Among regions, the highest rural-urban ratio for age-adjusted mortality rates was in the South (heart disease, 1.32; cerebrovascular disease, 1.12; diabetes, 1.4). Ratios for heart disease were similarly low in the Midwest (1.08), Northeast (1.08) and the West (1.09). The West had the lowest ratios for cerebrovascular disease (0.96) and diabetes (1.01).

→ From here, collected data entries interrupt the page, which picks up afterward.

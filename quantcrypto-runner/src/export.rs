//! Reporting and export: JSON, CSV, and Markdown artifact generation.
//!
//! Provides three export formats for backtest results:
//! - **JSON**: full round-trip serialization with schema versioning
//! - **CSV**: trade log and equity curve for external analysis tools
//! - **Markdown**: human-readable single-run reports and sweep tables
//!
//! All persisted artifacts include a `schema_version` field. Versions newer
//! than this build understands are rejected on load.

use std::collections::BTreeMap;
use std::path::{Path, PathBuf};

use anyhow::{bail, Context, Result};
use quantcrypto_core::domain::{EquitySnapshot, PositionSide, TradeRecord};
use quantcrypto_core::execution::SkipReason;

use crate::runner::{BacktestResult, SCHEMA_VERSION};
use crate::sweep::{RankMetric, SweepResults};

pub const MANIFEST_FILE: &str = "manifest.json";
pub const TRADES_FILE: &str = "trades.csv";
pub const EQUITY_FILE: &str = "equity.csv";
pub const REPORT_FILE: &str = "report.md";

// ─── JSON export ────────────────────────────────────────────────────

/// Serialize a `BacktestResult` to pretty JSON.
pub fn export_json(result: &BacktestResult) -> Result<String> {
    serde_json::to_string_pretty(result).context("failed to serialize BacktestResult to JSON")
}

/// Deserialize a `BacktestResult` from JSON, rejecting newer schema versions.
pub fn import_json(json: &str) -> Result<BacktestResult> {
    let result: BacktestResult =
        serde_json::from_str(json).context("failed to deserialize BacktestResult from JSON")?;
    if result.schema_version > SCHEMA_VERSION {
        bail!(
            "unsupported schema version {} (max supported: {})",
            result.schema_version,
            SCHEMA_VERSION
        );
    }
    Ok(result)
}

// ─── CSV export ─────────────────────────────────────────────────────

fn side_label(side: PositionSide) -> &'static str {
    match side {
        PositionSide::Long => "long",
        PositionSide::Short => "short",
        PositionSide::Flat => "flat",
    }
}

/// Export the trade log as CSV, one row per closed round trip.
pub fn export_trades_csv(trades: &[TradeRecord]) -> Result<String> {
    let mut wtr = csv::Writer::from_writer(vec![]);

    wtr.write_record([
        "side",
        "entry_bar",
        "entry_time",
        "entry_price",
        "exit_bar",
        "exit_time",
        "exit_price",
        "quantity",
        "gross_pnl",
        "fees",
        "pnl",
        "return_pct",
        "holding_bars",
        "holding_seconds",
        "mae",
        "mfe",
        "exit_reason",
    ])?;

    for t in trades {
        wtr.write_record([
            side_label(t.side),
            &t.entry_fill.bar_index.to_string(),
            &t.entry_fill.timestamp.to_rfc3339(),
            &format!("{:.8}", t.average_entry_price),
            &t.exit_fill.bar_index.to_string(),
            &t.exit_fill.timestamp.to_rfc3339(),
            &format!("{:.8}", t.exit_fill.price),
            &format!("{:.8}", t.quantity),
            &format!("{:.4}", t.gross_pnl),
            &format!("{:.4}", t.fees),
            &format!("{:.4}", t.pnl),
            &format!("{:.6}", t.return_pct()),
            &t.holding_period.to_string(),
            &t.holding_seconds.to_string(),
            &format!("{:.4}", t.mae),
            &format!("{:.4}", t.mfe),
            t.exit_reason.as_str(),
        ])?;
    }

    let data = wtr.into_inner().context("failed to flush CSV writer")?;
    String::from_utf8(data).context("CSV output is not valid UTF-8")
}

/// Export the equity curve as CSV, one row per bar.
pub fn export_equity_csv(curve: &[EquitySnapshot]) -> Result<String> {
    let mut wtr = csv::Writer::from_writer(vec![]);
    wtr.write_record([
        "bar_index",
        "timestamp",
        "cash",
        "position_quantity",
        "position_value",
        "unrealized_pnl",
        "equity",
        "drawdown",
    ])?;
    for s in curve {
        wtr.write_record([
            &s.bar_index.to_string(),
            &s.timestamp.to_rfc3339(),
            &format!("{:.4}", s.cash),
            &format!("{:.8}", s.position_quantity),
            &format!("{:.4}", s.position_value),
            &format!("{:.4}", s.unrealized_pnl),
            &format!("{:.4}", s.total_equity),
            &format!("{:.6}", s.drawdown_from_peak),
        ])?;
    }
    let data = wtr.into_inner().context("failed to flush CSV writer")?;
    String::from_utf8(data).context("CSV output is not valid UTF-8")
}

/// One row per sweep point, in the given ranking order.
pub fn export_sweep_csv(results: &SweepResults, metric: RankMetric) -> Result<String> {
    let mut wtr = csv::Writer::from_writer(vec![]);
    let keys: Vec<String> = results
        .all()
        .first()
        .map(|r| r.metrics_map().into_keys().collect())
        .unwrap_or_default();

    let mut header = vec!["rank".to_string(), "strategy".to_string(), "run_id".to_string()];
    header.extend(keys.iter().cloned());
    wtr.write_record(&header)?;

    for (rank, r) in results.ranked_by(metric).into_iter().enumerate() {
        let map = r.metrics_map();
        let mut row = vec![(rank + 1).to_string(), r.strategy_label(), r.run_id.clone()];
        row.extend(keys.iter().map(|k| format!("{:.6}", map[k])));
        wtr.write_record(&row)?;
    }
    let data = wtr.into_inner().context("failed to flush CSV writer")?;
    String::from_utf8(data).context("CSV output is not valid UTF-8")
}
//! EMA crossover, the classic trend-following pair (9/21 by default).
//!
//! - Fast EMA crosses above slow: go long (covering any short first)
//! - Fast EMA crosses below slow: exit the long, and go short when allowed
//!
//! EMAs are fed incrementally from the visible history, so the strategy never
//! reads a close beyond the current bar.

use super::Strategy;
use crate::domain::{HistoryView, OrderIntent, Position};
use crate::indicators::StreamingEma;

#[derive(Debug, Clone)]
pub struct EmaCrossover {
    pub fast: usize,
    pub slow: usize,
    /// Fraction of equity per entry.
    pub fraction: f64,
    pub allow_short: bool,
    fast_ema: StreamingEma,
    slow_ema: StreamingEma,
    /// `fast - slow` at the previous bar.
    prev_spread: Option<f64>,
}

impl EmaCrossover {
    pub fn new(fast: usize, slow: usize, fraction: f64, allow_short: bool) -> Self {
        assert!(fast > 0, "fast period must be > 0");
        assert!(slow > fast, "slow period must be > fast period");
        assert!(
            fraction > 0.0 && fraction.is_finite(),
            "fraction must be positive"
        );
        Self {
            fast,
            slow,
            fraction,
            allow_short,
            fast_ema: StreamingEma::new(fast),
            slow_ema: StreamingEma::new(slow),
            prev_spread: None,
        }
    }

    fn reset(&mut self) {
        self.fast_ema = StreamingEma::new(self.fast);
        self.slow_ema = StreamingEma::new(self.slow);
        self.prev_spread = None;
    }

    /// Feed every visible close not yet consumed. Returns the current spread.
    fn catch_up(&mut self, history: HistoryView<'_>) -> Option<f64> {
        if self.fast_ema.seen() > history.len() {
            self.reset();
        }
        let mut spread = None;
        for bar in &history.bars()[self.fast_ema.seen()..] {
            self.prev_spread = spread.or(self.prev_spread);
            let fast = self.fast_ema.update(bar.close);
            let slow = self.slow_ema.update(bar.close);
            spread = fast.zip(slow).map(|(f, s)| f - s);
        }
        spread
    }
}

impl Default for EmaCrossover {
    fn default() -> Self {
        Self::new(9, 21, 1.0, false)
    }
}

impl Strategy for EmaCrossover {
    fn name(&self) -> &str {
        "ema_crossover"
    }

    fn on_bar(&mut self, history: HistoryView<'_>, position: &Position) -> Vec<OrderIntent> {
        let Some(spread) = self.catch_up(history) else {
            return Vec::new();
        };
        let Some(prev) = self.prev_spread.replace(spread) else {
            return Vec::new();
        };

        let mut intents = Vec::new();
        if prev <= 0.0 && spread > 0.0 {
            if position.is_short() {
                intents.push(OrderIntent::close());
            }
            if !position.is_long() {
                intents.push(OrderIntent::buy_fraction(self.fraction));
            }
        } else if prev >= 0.0 && spread < 0.0 {
            if position.is_long() {
                intents.push(OrderIntent::close());
            }
            if self.allow_short && !position.is_short() {
                intents.push(OrderIntent::sell_fraction(self.fraction));
            }
        }
        intents
    }
}
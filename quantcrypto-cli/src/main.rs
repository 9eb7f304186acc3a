//! QuantCrypto CLI: backtest runs, parameter sweeps, and data-quality audits.
//!
//! Commands:
//! - `run`: execute a backtest from a TOML config (synthetic data without one)
//! - `sweep`: EMA-crossover fast/slow grid on one series, ranked by a metric
//! - `quality`: audit a CSV file for gaps, duplicates, bad candles and spikes
//!
//! Logs go to stderr. `RUST_LOG` overrides the level; `--verbose` sets debug.

use anyhow::{bail, Context, Result};
use clap::{Parser, Subcommand};
use std::path::{Path, PathBuf};
use tracing::info;
use tracing_subscriber::EnvFilter;

use quantcrypto_core::domain::Timeframe;
use quantcrypto_core::quality::audit;
use quantcrypto_runner::export::{export_sweep_csv, generate_sweep_report};
use quantcrypto_runner::{
    load_series, read_csv_file, run_on_series, save_artifacts, BacktestConfig, BacktestResult,
    EmaGrid, ParamSweep, RankMetric,
};

#[derive(Parser)]
#[command(
    name = "quantcrypto",
    version,
    about = "QuantCrypto: bar-by-bar crypto strategy backtester"
)]
struct Cli {
    /// Debug-level logging.
    #[arg(short, long, global = true)]
    verbose: bool,

    #[command(subcommand)]
    command: Commands,
}

/// Data-source overrides shared by `run` and `sweep`.
#[derive(clap::Args)]
struct DataArgs {
    /// Path to a TOML config file. All tables are optional.
    #[arg(long)]
    config: Option<PathBuf>,

    /// CSV price file (overrides `data.path`).
    #[arg(long)]
    data: Option<PathBuf>,

    /// Symbol label (overrides `data.symbol`).
    #[arg(long)]
    symbol: Option<String>,

    /// Bar interval, e.g. 1h, 4h, 1d (overrides `data.timeframe`).
    #[arg(long)]
    timeframe: Option<Timeframe>,

    /// Stop-loss as a fraction of entry price (overrides `exits.stop_loss`).
    #[arg(long)]
    stop_loss: Option<f64>,

    /// Take-profit as a fraction of entry price (overrides `exits.take_profit`).
    #[arg(long)]
    take_profit: Option<f64>,

    /// Trailing stop as a fraction of the best close (overrides `exits.trailing_stop`).
    #[arg(long)]
    trailing_stop: Option<f64>,
}

impl DataArgs {
    fn resolve(&self) -> Result<BacktestConfig> {
        let mut config = match &self.config {
            Some(path) => BacktestConfig::load(path)
                .with_context(|| format!("failed to load config {}", path.display()))?,
            None => BacktestConfig::default(),
        };
        if let Some(path) = &self.data {
            config.data.path = Some(path.clone());
        }
        if let Some(symbol) = &self.symbol {
            config.data.symbol = symbol.clone();
        }
        if let Some(timeframe) = self.timeframe {
            config.data.timeframe = timeframe;
        }
        config.exits.stop_loss = self.stop_loss.or(config.exits.stop_loss);
        config.exits.take_profit = self.take_profit.or(config.exits.take_profit);
        config.exits.trailing_stop = self.trailing_stop.or(config.exits.trailing_stop);
        config.validate().context("invalid configuration")?;
        Ok(config)
    }
}

#[derive(Subcommand)]
enum Commands {
    /// Run one backtest and save its artifacts.
    Run {
        #[command(flatten)]
        data: DataArgs,

        /// Output directory for manifest, CSVs and report.
        #[arg(long, default_value = "results")]
        output_dir: PathBuf,

        /// Print the summary only; write no artifacts.
        #[arg(long, default_value_t = false)]
        no_save: bool,
    },
    /// Sweep EMA-crossover periods over one series.
    Sweep {
        #[command(flatten)]
        data: DataArgs,

        /// Fast periods, comma-separated.
        #[arg(long, value_delimiter = ',', default_values_t = vec![5usize, 10, 15, 20])]
        fast: Vec<usize>,

        /// Slow periods, comma-separated.
        #[arg(long, value_delimiter = ',', default_values_t = vec![20usize, 30, 40, 50, 60])]
        slow: Vec<usize>,

        /// Ranking metric: sharpe, sortino, total_return, calmar, profit_factor, max_drawdown.
        #[arg(long, default_value = "sharpe")]
        rank: RankMetric,

        /// Rows to print.
        #[arg(long, default_value_t = 10)]
        top: usize,

        /// Write the full ranked table as CSV.
        #[arg(long)]
        output: Option<PathBuf>,

        /// Run grid points one at a time.
        #[arg(long, default_value_t = false)]
        sequential: bool,
    },
    /// Audit a CSV price file.
    Quality {
        /// CSV price file.
        path: PathBuf,

        /// Expected bar interval.
        #[arg(long, default_value = "1d")]
        timeframe: Timeframe,

        /// Exit non-zero when the file has duplicates, ordering or candle errors.
        #[arg(long, default_value_t = false)]
        strict: bool,
    },
}

fn init_tracing(verbose: bool) {
    let default = if verbose { "debug" } else { "info" };
    let filter = EnvFilter::try_from_default_env().unwrap_or_else(|_| EnvFilter::new(default));
    tracing_subscriber::fmt()
        .with_env_filter(filter)
        .with_writer(std::io::stderr)
        .with_target(false)
        .init();
}

fn main() -> Result<()> {
    let cli = Cli::parse();
    init_tracing(cli.verbose);

    match cli.command {
        Commands::Run {
            data,
            output_dir,
            no_save,
        } => run_cmd(&data, &output_dir, no_save),
        Commands::Sweep {
            data,
            fast,
            slow,
            rank,
            top,
            output,
            sequential,
        } => sweep_cmd(&data, fast, slow, rank, top, output.as_deref(), sequential),
        Commands::Quality {
            path,
            timeframe,
            strict,
        } => quality_cmd(&path, timeframe, strict),
    }
}

fn run_cmd(data: &DataArgs, output_dir: &Path, no_save: bool) -> Result<()> {
    let config = data.resolve()?;
    let series = load_series(&config.data).context("failed to load price data")?;
    let result = run_on_series(&series, &config)?;

    print_summary(&result);

    if !no_save {
        let run_dir = save_artifacts(&result, output_dir)?;
        println!("Artifacts saved to: {}", run_dir.display());
    }
    Ok(())
}

fn sweep_cmd(
    data: &DataArgs,
    fast: Vec<usize>,
    slow: Vec<usize>,
    rank: RankMetric,
    top: usize,
    output: Option<&Path>,
    sequential: bool,
) -> Result<()> {
    let config = data.resolve()?;
    let grid = EmaGrid {
        fast,
        slow,
        ..EmaGrid::default()
    };
    if grid.size() == 0 {
        bail!("grid is empty: every fast period must be below some slow period");
    }

    let series = load_series(&config.data).context("failed to load price data")?;
    let results = ParamSweep::new(config)
        .with_parallelism(!sequential)
        .run(&series, &grid)?;
    info!(runs = results.len(), "sweep complete");

    println!("{}", generate_sweep_report(&results, rank, top));

    if let Some(path) = output {
        let csv = export_sweep_csv(&results, rank)?;
        std::fs::write(path, csv)
            .with_context(|| format!("failed to write {}", path.display()))?;
        println!("Sweep table saved to: {}", path.display());
    }
    Ok(())
}

fn quality_cmd(path: &Path, timeframe: Timeframe, strict: bool) -> Result<()> {
    let bars =
        read_csv_file(path).with_context(|| format!("failed to read {}", path.display()))?;
    let report = audit(&bars, timeframe);

    println!("{}", report.summary());
    for gap in report.gaps.iter().take(10) {
        println!(
            "  gap after bar {}: {} -> {} ({} missing)",
            gap.index, gap.from, gap.to, gap.missing_bars
        );
    }
    for flagged in report.invalid_candles.iter().take(10) {
        println!(
            "  invalid bar {} at {}: {}",
            flagged.index, flagged.timestamp, flagged.detail
        );
    }

    if strict && report.blocks_backtest() {
        bail!("{} is not usable for backtesting as-is", path.display());
    }
    Ok(())
}

fn print_summary(result: &BacktestResult) {
    let m = &result.metrics;
    println!();
    println!("=== Backtest Result ===");
    println!("Symbol:         {} ({})", result.symbol, result.timeframe);
    println!("Strategy:       {}", result.strategy_label());
    println!("Period:         {} to {}", result.start, result.end);
    println!("Bars:           {}", result.output.bar_count());
    println!("Trades:         {}", m.trade_count);
    println!("Run ID:         {}", &result.run_id[..result.run_id.len().min(12)]);
    println!();
    println!("--- Performance ---");
    println!("Final Equity:   {:.2}", m.final_equity);
    println!("Total Return:   {:.2}%", m.total_return * 100.0);
    println!("CAGR:           {:.2}%", m.cagr * 100.0);
    println!("Sharpe:         {:.3}", m.sharpe);
    println!("Sortino:        {:.3}", m.sortino);
    println!("Calmar:         {:.3}", m.calmar);
    println!("Max Drawdown:   {:.2}%", m.max_drawdown * 100.0);
    println!("Exposure:       {:.1}%", m.exposure * 100.0);
    println!("Win Rate:       {:.1}%", m.win_rate * 100.0);
    println!("Profit Factor:  {:.2}", m.profit_factor);
    println!("Total Fees:     {:.2}", m.total_fees);
    if !result.output.skipped_fills.is_empty() {
        println!("Skipped Fills:  {}", result.output.skipped_fills.len());
    }
    if result.synthetic {
        println!();
        println!("WARNING: Results based on SYNTHETIC data");
    }
    if !result.data_quality.is_clean() {
        println!(
            "WARNING: data quality score {:.1}/100",
            result.data_quality.score
        );
    }
    println!();
}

Black men from rural areas had the highest age-adjusted mortality rates for heart disease and cerebrovascular disease. Rural-urban age-adjusted mortality rate ratios for heart disease significantly increased over time in all race-sex groups, although it did not change for cerebrovascular disease for any race-sex group. From 1999 to 2017, age-adjusted mortality rate ratios for diabetes increased from 82 per 100,000 to 86 per 100,000 in rural areas and declined from 75 per 100,000 to 66 per 100,000 in urban areas. The rural-urban age-adjusted mortality rate ratio for diabetes increased during this time period for Black men (0.91 to 1.19; P < .01), Black women (1.11 to 1.39; P < .01), white men (1.07 to 1.27; P < .01) and white women (1.16 to 1.37; P < .01).
“Integrating telemedicine into our clinical practice will likely be beneficial,” Khan said in an interview. “We have seen great strides in how we incorporate telehealth during the COVID pandemic and may, in particular, offer rural residents greater access to health care providers. Integrating social determinants of health into our clinical practice and risk assessment across a variety of place-based health factors will be important.”
Need for national policies, federal funding
Khan added that more efforts are needed in this area as health care systems feel the effect of the COVID-19 pandemic. She said, “Rural areas have already faced hospital closures and loss of primary care physicians and lack of specialists. In the midst of the COVID pandemic, bankruptcies of health systems are increasingly worrisome for the growing rural-urban divide. National policies and federal funding supporting rural health systems are needed.”